The county administration decided to tackle the price through a new calculation in an effort to help the cities: since the original grant was to represent 80 percent payment by the federal government and the remaining 20 percent through a local match, Shriver said they took 20 percent of $2.4 million, came to $480,000, divided by the three governments involved, and concluded that Crescent Springs and Villa Hills should pay $160,000 each. The county would then seek additional funding from the state.

The county had already budgeted for the entire $2.4 million, Shriver said, though, "We don't think we're going to be able to break ground for about two years."

But even at $160,000, the cities would be stretched, so they are asking to pay in installments. "Given the federal dollars, we would ask for a resolution to support the project up to $160,000 so that we can then pursue additional funds from the state," Shriver told the fiscal court members. "If we don't get the money from the state, we're not on the hook for anything."

Meanwhile, the resolution would open up the possibility that the cities could pay their share over four years.

The fiscal court approved the resolution, though not without concerns.
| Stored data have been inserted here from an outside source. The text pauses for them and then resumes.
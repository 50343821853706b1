//! Model listing types decoded from the embedded page payload.

use serde::{Deserialize, Deserializer};

/// One downloadable file attached to a model listing.
#[derive(Debug, Clone, PartialEq, Eq, Deserialize)]
pub struct FileDescriptor {
    #[serde(deserialize_with = "id_string")]
    pub id: String,
    pub name: String,
    /// Folder within the listing; empty for top-level files.
    #[serde(default)]
    pub folder: String,
}

/// A model listing: its id and the ordered file list from the page payload.
/// Immutable once extracted.
#[derive(Debug, Clone)]
pub struct Model {
    pub id: String,
    pub files: Vec<FileDescriptor>,
}

/// GraphQL IDs arrive as either JSON strings or numbers; store both as text.
pub(crate) fn id_string<'de, D>(de: D) -> Result<String, D::Error>
where
    D: Deserializer<'de>,
{
    #[derive(Deserialize)]
    #[serde(untagged)]
    enum Raw {
        Num(u64),
        Text(String),
    }

    Ok(match Raw::deserialize(de)? {
        Raw::Num(n) => n.to_string(),
        Raw::Text(s) => s,
    })
}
And Judge/Executive Kris Knochelmann did not participate in the discussion because he lives near the impacted area. 

The cities support the idea.

"The Villa Hills council has discussed the increase in cost at a recent meeting and is still weighing the project’s pros and cons," said Villa Hills Mayor Heather Jansen, in a statement to The River City News. "The change from the initial cost estimate is concerning because, like everyone else, we have limited funds for which nearly all are designated.  

"However, we cannot overlook the availability of the TAP grant as well as the opportunity to collaborate with other jurisdictions on a project that would close the local sidewalk loop, further connect adjacent communities, and also stabilize a road with the potential for future slippage. I anticipate a decision from the Villa Hills Council to be made no later than the end of October."

Villa Hills city council met Wednesday in special session to discuss the issue but no official action was taken.

"The Crescent Springs city staff agrees with Kenton County Fiscal Court views that this as a very strong project for the area that completes pedestrian connectability for residents in Crescent Springs, Villa Hills, and Kenton County," said Crescent Springs City Administrator Mike Daly, in a statement to The River City News. "The project will dramatically improve slope stability along the creek side of the Amsterdam roadway which will help to diminish the risk of future slides along Amsterdam Road where future potential liability may far exceed our respective local matches for this sidewalk project currently.

"With this said, nothing has been decided yet at a Crescent Springs Council meeting by council members on whether to participate or not with the Amsterdam Road Sidewalk project."

Shriver said that buy-in from the cities is something the state would want to see. "We have to tell them yes, we are still committed at the higher amount and then we can proceed with the project," he said.

Shriver also said that Sanitation District 1 will be approached about participating in the project, too, to help address concerns over the ephemeral stream.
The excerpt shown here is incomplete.